KOLKATA, India — Following the Nepal coup in early February, security analysts warned the Indian government to concentrate security forces here in the northeast, an area that faces growing violence and instability. The armed insurgencies in the northeastern states that border Nepal, Bangladesh, Burma and China rival the security problems faced in Kashmir.

Unfortunately, successive Indian governments have not been serious enough in their efforts to end cross-border terrorism and provide security for the people of the region.

Northeastern states, including West Bengal, Assam and Tripura, find themselves destabilized by not only Indian paramilitary groups but by the neighboring countries of Bangladesh and Nepal, which give aid to such groups. The situation is so unstable that New Delhi did not participate in a recent South Asian Association for Regional Cooperation summit. Every day, Indian security forces and separatist militants exchange gunfire.

After King Gyanendra’s coup in Nepal, the Royal Nepal Army toughened its stand against the Maoists who have been conducting a longstanding “people’s war.” The king, backed by the army, has been arresting and aiming their guns at a wide spectrum of political leaders and ordinary workers. Protests demanding the restoration of democracy are happening in Nepal and India as well.

Nepal’s Maoists have close links with ultra-left groups in India. Wide swaths along the India-Nepal border are open to the flow of arms, shelter, food and medicine. The mountainous terrain of the area also helps the Maoists cross into India without risk. Nepalese citizens don’t need visas to enter and reside in India.

The border security force of India’s eastern command told the World the current situation is alarming and they are laying plans to check the danger.

Many charge that Pakistan’s Inter-Services Intelligence (ISI) has been seeding trouble in the northeast. Since 1990, the ISI promoted indiscriminate violence by creating small, militant outfits providing them with weapons and training, and using ethnic and religious groups and tensions between Hindus and Muslims to whip up severe divisions.

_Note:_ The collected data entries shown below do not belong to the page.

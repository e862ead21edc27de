// SPDX-License-Identifier: BUSL-1.1
// Copyright (c) 2026 Alfred Jean LLC

use super::*;
use plash_core::{RunStatus, RunTrigger};
use tempfile::TempDir;

fn artifact(template_id: &str, started_at: &str) -> RunArtifact {
    RunArtifact {
        template_id: template_id.to_string(),
        trigger: RunTrigger::Schedule,
        status: RunStatus::Success,
        started_at: started_at.to_string(),
        finished_at: started_at.to_string(),
        duration_ms: 1_000,
        attempt_count: 1,
        published: false,
        errors: Vec::new(),
        fill_response: None,
    }
}

fn store(dir: &TempDir) -> RunStore {
    RunStore::new(DataPaths::new(dir.path().join("data")))
}

#[test]
fn append_writes_timestamp_named_file() {
    let dir = TempDir::new().unwrap();
    let path = store(&dir).append(&artifact("ops", "2024-05-01T12:30:45Z")).unwrap();
    assert!(path.ends_with("runs/ops/2024-05-01T12-30-45Z.json"));
    assert!(path.exists());
}

#[test]
fn latest_returns_most_recent_first() {
    let dir = TempDir::new().unwrap();
    let store = store(&dir);
    for ts in ["2024-05-01T10:00:00Z", "2024-05-01T12:00:00Z", "2024-05-01T11:00:00Z"] {
        store.append(&artifact("ops", ts)).unwrap();
    }

    let latest = store.latest("ops", 2).unwrap();
    assert_eq!(latest.len(), 2);
    assert_eq!(latest[0].started_at, "2024-05-01T12:00:00Z");
    assert_eq!(latest[1].started_at, "2024-05-01T11:00:00Z");
}

#[test]
fn latest_for_unknown_template_is_empty() {
    let dir = TempDir::new().unwrap();
    assert!(store(&dir).latest("absent", 5).unwrap().is_empty());
}

#[test]
fn prune_keeps_newest_artifacts() {
    let dir = TempDir::new().unwrap();
    let store = store(&dir);
    for hour in 10..15 {
        store.append(&artifact("ops", &format!("2024-05-01T{hour}:00:00Z"))).unwrap();
    }

    let removed = store.prune("ops", 2).unwrap();
    assert_eq!(removed, 3);

    let left = store.latest("ops", 10).unwrap();
    assert_eq!(left.len(), 2);
    assert_eq!(left[0].started_at, "2024-05-01T14:00:00Z");
    assert_eq!(left[1].started_at, "2024-05-01T13:00:00Z");
}

#[test]
fn prune_under_limit_removes_nothing() {
    let dir = TempDir::new().unwrap();
    let store = store(&dir);
    store.append(&artifact("ops", "2024-05-01T10:00:00Z")).unwrap();
    assert_eq!(store.prune("ops", 5).unwrap(), 0);
}

#[test]
fn remove_all_clears_run_history() {
    let dir = TempDir::new().unwrap();
    let store = store(&dir);
    store.append(&artifact("ops", "2024-05-01T10:00:00Z")).unwrap();
    store.remove_all("ops").unwrap();
    store.remove_all("ops").unwrap();
    assert!(store.latest("ops", 5).unwrap().is_empty());
}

Oil pipelines, railroads, and infrastructure have been sabotaged by groups like United Liberation Front of Assam (ULFA). The ISI has pumped money into these groups’ London-based bank accounts.

The Bangladesh government aids and abets these groups as well. Bangladesh Prime Minister Khalida Zia leads a government that is packed with anti-India policy makers. These forces reject any peace initiatives taken by New Delhi or the West Bengal provincial government led by the Communist Party of India (Marxist).

Several CPI (M) activists have lost their lives fighting against these Bangladesh and Pakistan-sponsored groups.

The growth of right-wing Islam in Bangladesh helps feed these attacks. Mosques are teaching children that Marxism is against Islam and Communists should be eliminated.

In November 2004, the U.S. ambassador to India offered FBI expertise to tackle the situation in Northeast India but New Delhi declined. U.S. imperialism has strategic interests in the area and uses the instability for its own ends.

Bangladesh is a safe haven for many paramilitary groups. In 1990 and 1991, the Indian army conducted operations to evacuate these groups from the northeast. ULFA’s top leaders, including Paresh Baruah, fled to Bangladesh. The Bangladesh government has repeatedly denied India’s request for extradition, claiming Baruah was not there. But evidence came to light that the Bangladesh government issued a passport under another name, Kamaruddin Zaman Khan. Baruah/Khan traveled to Karachi, Pakistan, several times on this passport and now runs businesses in Bangladesh.

In late February ULFA general secretary Anup Chetia was released from Dhaka Central Jail. India demanded his extradition. But reports from Dhaka suggest that the Bangladesh government will not do so. This may lead to new tensions in Southeast Asia.

An army official in Bangladesh-India border told this correspondent that the Bangladesh army and ISI are working together to increase the tensions, which only serves to get huge amounts of money from Pakistan into the pockets of the Bangladesh army top brass.

M.K.N. Moorthy is the publisher of a progressive Malayalam language publication in Kerala, India.